Julie Nioche : Je suis danseuse diplômée du Conservatoire national supérieur de musique et de danse de Paris depuis 1995, donc je danse depuis plus de vingt ans comme professionnelle. En parallèle de ma carrière de danseuse et de chorégraphe j’ai entamé des études en ostéopathie et psychologie pour continuer à apprendre « comment le corps fonctionne » et « quels sont les rapports entre les émotions et le corps ». Je voulais vraiment comprendre les liens entre le psychisme et le corps. Ce corps qui est l’outil de travail d’une danseuse. Malheureusement par manque de temps, je ne pouvais pas cumuler ma carrière avec mes études. J’ai donc arrêté la psychologie pour poursuivre l’ostéopathie, une spécialité qui me permettait d’être beaucoup plus dans le travail manuel. L’ostéopathie à pour but de remettre en mouvement des endroits du corps en restriction. C’est très proche de la danse, on cherche toujours à mettre en mouvement.

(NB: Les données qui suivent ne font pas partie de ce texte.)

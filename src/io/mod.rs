//! Input and output around the optimizer.
//!
//! - [`read_places`] — CSV place lists (`Name,Lat,Lon[,Open,Close]`)
//! - [`append_route`] — GeoJSON `FeatureCollection` output
//! - [`resolve_start`] — start place lookup by number or name

mod geojson;
mod places;
mod start;

pub use geojson::{append_route, route_feature, GeoJsonError};
pub use places::{read_places, read_places_from_path, PlacesError};
pub use start::resolve_start;
//! Error types for tour optimization.
//!
//! Every [`TourError`] is a structural input problem and is fatal to the
//! call that raised it. Constraint infeasibility found during a search is
//! not an error; it is reported through [`Coverage`](crate::models::Coverage).

use thiserror::Error;

/// Coarse classification of a [`TourError`].
#[derive(Debug, Clone, Copy, PartialEq, Eq)]
pub enum ErrorKind {
    /// The caller passed an argument the optimizer cannot work with.
    InvalidArgument,
}

/// Errors raised by matrix construction, the greedy constructor and the refiners.
#[derive(Debug, Clone, PartialEq, Error)]
pub enum TourError {
    /// The start index does not name a point.
    #[error("start index {index} is out of range for {size} points")]
    StartIndexOutOfRange {
        /// Requested start index.
        index: usize,
        /// Number of points.
        size: usize,
    },

    /// A path refers to a point that does not exist.
    #[error("path index {index} is out of range for {size} points")]
    PathIndexOutOfRange {
        /// Offending index.
        index: usize,
        /// Number of points.
        size: usize,
    },

    /// A return-to-start path does not begin and end at the same point.
    #[error("closed path must start and end at the same point")]
    PathNotClosed,

    /// A point is visited more than once inside a path.
    #[error("point {index} appears more than once in the path")]
    DuplicateIndex {
        /// Repeated point index.
        index: usize,
    },

    /// Travel speed must be a positive, finite number.
    #[error("speed must be positive and finite, got {0}")]
    InvalidSpeed(f64),

    /// An explicit matrix is not square.
    #[error("matrix row {row} has {len} entries, expected {size}")]
    NotSquare {
        /// Row with the wrong length.
        row: usize,
        /// Length of that row.
        len: usize,
        /// Number of rows.
        size: usize,
    },

    /// An explicit matrix holds a negative or non-finite entry.
    #[error("matrix entry ({row}, {col}) must be finite and non-negative, got {value}")]
    InvalidEntry {
        /// Row index.
        row: usize,
        /// Column index.
        col: usize,
        /// Offending value.
        value: f64,
    },

    /// An explicit matrix is not symmetric.
    #[error("matrix is not symmetric at ({row}, {col})")]
    Asymmetric {
        /// Row index.
        row: usize,
        /// Column index.
        col: usize,
    },

    /// Time-window data does not cover the same points as the distance matrix.
    #[error("time window context covers {context} points but the distance matrix has {matrix}")]
    ContextSizeMismatch {
        /// Size of the time-window context.
        context: usize,
        /// Size of the distance matrix.
        matrix: usize,
    },

    /// The annealing cooling schedule is unusable.
    #[error("invalid annealing configuration: {0}")]
    InvalidAnnealConfig(String),
}

impl TourError {
    /// Returns the taxonomy bucket of this error.
    pub fn kind(&self) -> ErrorKind {
        ErrorKind::InvalidArgument
    }
}
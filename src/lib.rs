//! # u-tour
//!
//! City tour optimization over geographic points: a short visiting order,
//! open or returning to start, with optional opening-hour constraints.
//!
//! ## Modules
//!
//! - [`models`] — Domain model types (Point, TimeWindow, Tour, path shapes)
//! - [`distance`] — Haversine distance and travel time matrices
//! - [`constructive`] — Nearest-neighbor construction with time windows
//! - [`local_search`] — 2-opt improvement
//! - [`anneal`] — Simulated annealing with a caller-supplied RNG
//! - [`io`] — CSV places, GeoJSON routes, start selection (feature `io`)
//!
//! ## Example
//!
//! ```
//! use u_tour::constructive::greedy_construct;
//! use u_tour::distance::DistanceMatrix;
//! use u_tour::local_search::{two_opt_improve, TwoOptConfig};
//! use u_tour::models::Point;
//!
//! let points = vec![
//!     Point::new("Eiffel Tower", 48.8584, 2.2945),
//!     Point::new("Louvre Museum", 48.8606, 2.3376),
//!     Point::new("Notre-Dame", 48.8530, 2.3499),
//!     Point::new("Arc de Triomphe", 48.8738, 2.2950),
//! ];
//! let dm = DistanceMatrix::from_points(&points);
//! let initial = greedy_construct(&dm, 0, true, None).unwrap();
//! let refined = two_opt_improve(&dm, initial.path(), true, &TwoOptConfig::default()).unwrap();
//! assert!(refined.distance <= initial.distance());
//! ```

pub mod anneal;
pub mod constructive;
pub mod distance;
pub mod error;
#[cfg(feature = "io")]
pub mod io;
pub mod local_search;
pub mod models;

pub use error::{ErrorKind, TourError};
//! # Key Types
//!
//! The peer key, the per-space key set, and the network-layer peer id.
//!
//! ## Per-Space Key Set
//!
//! ```text
//! ┌─────────────────────────────────────────────────────────────────────┐
//! │  signing   Ed25519  signs the space header and ACL entries          │
//! │            (always overwritten with the user's peer key)            │
//! │  master    Ed25519  signs identity attestations inside the space    │
//! │  read      AES-256  encrypts all tree content; never exported       │
//! │  metadata  Ed25519  encrypts per-account metadata                   │
//! └─────────────────────────────────────────────────────────────────────┘
//! ```
//!
//! For every space owned by the local user the signing key and the peer
//! key marshal to identical bytes; master and metadata keys are scoped to
//! one space.

use aes_gcm::{
    aead::{Aead, KeyInit, Payload},
    Aes256Gcm, Nonce as AesNonce,
};
use ed25519_dalek::{Signature, Signer, SigningKey, Verifier, VerifyingKey};
use rand::RngCore;
use serde::{Deserialize, Serialize};
use zeroize::ZeroizeOnDrop;

use crate::error::{Error, Result};

/// Size of the AES-GCM nonce in bytes (96 bits)
pub const NONCE_SIZE: usize = 12;

/// Multicodec prefix for Ed25519 public keys (0xed01 in varint encoding)
const ED25519_MULTICODEC_PREFIX: [u8; 2] = [0xed, 0x01];

// ============================================================================
// SIGNING KEYS
// ============================================================================

/// Ed25519 signing keypair
///
/// Backs both the user's peer key and the per-space signing, master, and
/// metadata keys.
#[derive(ZeroizeOnDrop)]
pub struct SigningKeyPair {
    /// Private signing key (secret)
    #[zeroize(skip)] // ed25519_dalek::SigningKey handles its own zeroization
    secret: SigningKey,
}

impl SigningKeyPair {
    /// Generate a new random signing keypair
    pub fn generate() -> Self {
        let secret = SigningKey::generate(&mut rand::rngs::OsRng);
        Self { secret }
    }

    /// Create from raw secret bytes
    pub fn from_bytes(bytes: &[u8; 32]) -> Self {
        Self {
            secret: SigningKey::from_bytes(bytes),
        }
    }

    /// Get the secret key bytes (for backup/storage)
    ///
    /// Only use this for secure storage. Never log or transmit these bytes.
    pub fn secret_bytes(&self) -> [u8; 32] {
        self.secret.to_bytes()
    }

    /// Get the public key bytes
    pub fn public_bytes(&self) -> [u8; 32] {
        self.secret.verifying_key().to_bytes()
    }

    /// Get the verifying key for signature verification
    pub fn verifying_key(&self) -> VerifyingKey {
        self.secret.verifying_key()
    }

    /// Sign a message
    pub fn sign(&self, message: &[u8]) -> Signature {
        self.secret.sign(message)
    }

    /// Derive the network-layer peer id from this key's public half
    pub fn peer_id(&self) -> PeerId {
        PeerId::from_public_key(&self.public_bytes())
    }

    /// Independent copy owning its own key material
    ///
    /// `Clone` is intentionally not derived because of `ZeroizeOnDrop`.
    pub fn duplicate(&self) -> Self {
        Self::from_bytes(&self.secret_bytes())
    }
}

impl std::fmt::Debug for SigningKeyPair {
    fn fmt(&self, f: &mut std::fmt::Formatter<'_>) -> std::fmt::Result {
        write!(f, "SigningKeyPair({})", self.peer_id())
    }
}

/// Verify an Ed25519 signature against a public key
pub fn verify(public_key: &[u8; 32], message: &[u8], signature: &Signature) -> Result<()> {
    let key = VerifyingKey::from_bytes(public_key)
        .map_err(|e| Error::InvalidKey(format!("Invalid public key: {}", e)))?;
    key.verify(message, signature)
        .map_err(|_| Error::InvalidKey("Signature verification failed".into()))
}

// ============================================================================
// PEER ID
// ============================================================================

/// Network-layer identity derived from an Ed25519 public key
///
/// Base58btc encoding of the multicodec-prefixed public key, with the
/// multibase `z` marker. One-to-one with a private signing key.
#[derive(Debug, Clone, PartialEq, Eq, Hash, Serialize, Deserialize)]
pub struct PeerId(String);

impl PeerId {
    /// Derive a peer id from an Ed25519 public key
    pub fn from_public_key(public_key: &[u8; 32]) -> Self {
        let mut multicodec_key = Vec::with_capacity(34);
        multicodec_key.extend_from_slice(&ED25519_MULTICODEC_PREFIX);
        multicodec_key.extend_from_slice(public_key);

        Self(format!("z{}", bs58::encode(&multicodec_key).into_string()))
    }

    /// Parse a peer id string, recovering the public key bytes
    pub fn decode(&self) -> Result<[u8; 32]> {
        let encoded = self
            .0
            .strip_prefix('z')
            .ok_or_else(|| Error::InvalidKey("Peer id must start with 'z'".into()))?;

        let decoded = bs58::decode(encoded)
            .into_vec()
            .map_err(|e| Error::InvalidKey(format!("Invalid base58: {}", e)))?;

        if decoded.len() != 34 || decoded[..2] != ED25519_MULTICODEC_PREFIX {
            return Err(Error::InvalidKey("Peer id has wrong prefix or length".into()));
        }

        let mut key = [0u8; 32];
        key.copy_from_slice(&decoded[2..]);
        Ok(key)
    }

    /// The encoded string form
    pub fn as_str(&self) -> &str {
        &self.0
    }
}

impl std::fmt::Display for PeerId {
    fn fmt(&self, f: &mut std::fmt::Formatter<'_>) -> std::fmt::Result {
        f.write_str(&self.0)
    }
}

impl From<String> for PeerId {
    fn from(value: String) -> Self {
        Self(value)
    }
}

// ============================================================================
// READ KEY (SYMMETRIC)
// ============================================================================

/// AES-256-GCM symmetric key encrypting all tree content of one space
///
/// Read keys are generated randomly (symmetric keys have no derivation
/// path) and persisted with the rest of the key set. Never exported over
/// the wire except sealed inside an invite record.
#[derive(ZeroizeOnDrop)]
pub struct ReadKey {
    bytes: [u8; 32],
}

impl ReadKey {
    /// Generate a new random read key
    pub fn generate() -> Self {
        let mut bytes = [0u8; 32];
        rand::rngs::OsRng.fill_bytes(&mut bytes);
        Self { bytes }
    }

    /// Create from raw bytes
    pub fn from_bytes(bytes: [u8; 32]) -> Self {
        Self { bytes }
    }

    /// Raw key bytes, for persistence only
    pub fn secret_bytes(&self) -> [u8; 32] {
        self.bytes
    }

    /// Encrypt a payload; output is `nonce || ciphertext+tag`.
    pub fn encrypt(&self, plaintext: &[u8], aad: &[u8]) -> Result<Vec<u8>> {
        let cipher = Aes256Gcm::new_from_slice(&self.bytes)
            .map_err(|_| Error::InvalidKey("Read key has wrong length".into()))?;

        let mut nonce = [0u8; NONCE_SIZE];
        rand::rngs::OsRng.fill_bytes(&mut nonce);

        let ciphertext = cipher
            .encrypt(
                AesNonce::from_slice(&nonce),
                Payload {
                    msg: plaintext,
                    aad,
                },
            )
            .map_err(|_| Error::EncryptionFailed("AES-GCM encryption failed".into()))?;

        let mut out = Vec::with_capacity(NONCE_SIZE + ciphertext.len());
        out.extend_from_slice(&nonce);
        out.extend_from_slice(&ciphertext);
        Ok(out)
    }

    /// Decrypt a `nonce || ciphertext+tag` payload.
    pub fn decrypt(&self, data: &[u8], aad: &[u8]) -> Result<Vec<u8>> {
        if data.len() < NONCE_SIZE {
            return Err(Error::DecryptionFailed("Ciphertext too short".into()));
        }

        let cipher = Aes256Gcm::new_from_slice(&self.bytes)
            .map_err(|_| Error::InvalidKey("Read key has wrong length".into()))?;

        cipher
            .decrypt(
                AesNonce::from_slice(&data[..NONCE_SIZE]),
                Payload {
                    msg: &data[NONCE_SIZE..],
                    aad,
                },
            )
            .map_err(|_| Error::DecryptionFailed("AES-GCM decryption failed".into()))
    }

    /// Independent copy owning its own key material
    pub fn duplicate(&self) -> Self {
        Self { bytes: self.bytes }
    }
}

impl std::fmt::Debug for ReadKey {
    fn fmt(&self, f: &mut std::fmt::Formatter<'_>) -> std::fmt::Result {
        write!(f, "ReadKey([REDACTED])")
    }
}

// ============================================================================
// KEY SET
// ============================================================================

/// The four keys scoping one space
pub struct KeySet {
    /// Signs the space header and ACL entries; equals the owner's peer key
    pub signing: SigningKeyPair,
    /// Signs identity attestations inside the space
    pub master: SigningKeyPair,
    /// Symmetric key over all tree content
    pub read: ReadKey,
    /// Encrypts per-account metadata
    pub metadata: SigningKeyPair,
}

impl KeySet {
    /// Generate a key set with all four keys random
    pub fn generate() -> Self {
        Self {
            signing: SigningKeyPair::generate(),
            master: SigningKeyPair::generate(),
            read: ReadKey::generate(),
            metadata: SigningKeyPair::generate(),
        }
    }

    /// Replace the signing key with the user's peer key.
    ///
    /// Applied on every space create and recovery so the space signing key
    /// and the peer key marshal to identical bytes.
    pub fn override_signing(&mut self, peer_key: &SigningKeyPair) {
        self.signing = peer_key.duplicate();
    }

    /// Independent copy owning its own key material
    pub fn duplicate(&self) -> Self {
        Self {
            signing: self.signing.duplicate(),
            master: self.master.duplicate(),
            read: self.read.duplicate(),
            metadata: self.metadata.duplicate(),
        }
    }
}

impl std::fmt::Debug for KeySet {
    fn fmt(&self, f: &mut std::fmt::Formatter<'_>) -> std::fmt::Result {
        write!(f, "KeySet(signing={})", self.signing.peer_id())
    }
}

// ============================================================================
// TESTS
// ============================================================================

Miguel Garcia Llorens : Je suis né au Pérou et y ai passé une très grande partie de ma vie. À Lima, j’étais inscrit dans une école française et j’ai commencé à faire du théâtre là-bas. Ensuite, j’ai commencé une licence d’Arts de la Scène, ça mêlait l’étude du théâtre théorique, un peu pratique et la communication. En même temps que mes études j’ai fait du sport de haut niveau, j’étais membre de l’équipe nationale de Volley-ball jusqu’à mes vingt ans. Quand j’ai arrêté, je cherchais toujours le mouvement, je voulais bouger, je me suis intéressé au cirque et me suis lancé. À l’époque j’avais quand même essayé la danse par quelques cours, mais les mouvements du cirque m’attiraient plus. Alors je me suis inscrit dans une école de cirque, toujours en poursuivant mes études. Puis, au fil des rencontres dans cette école, j’ai eu l’occasion de venir en France pour suivre les cours de l’École nationale des arts du cirque de Rosny-sous-Bois. Après, je suis allé à Angers, au Centre national de danse contemporaine sous la direction de Emmanuelle Huynh. En parallèle, j’ai continué mes études en danse à Paris, pour avoir une licence car j’avais arrêté au Pérou. J’ai ensuite dansé pour plusieurs chorégraphes, tout en me formant à côté aux techniques de soins manuels et aux pratiques somatiques. J’ai rencontré Julie en 2015, et depuis… Voilà.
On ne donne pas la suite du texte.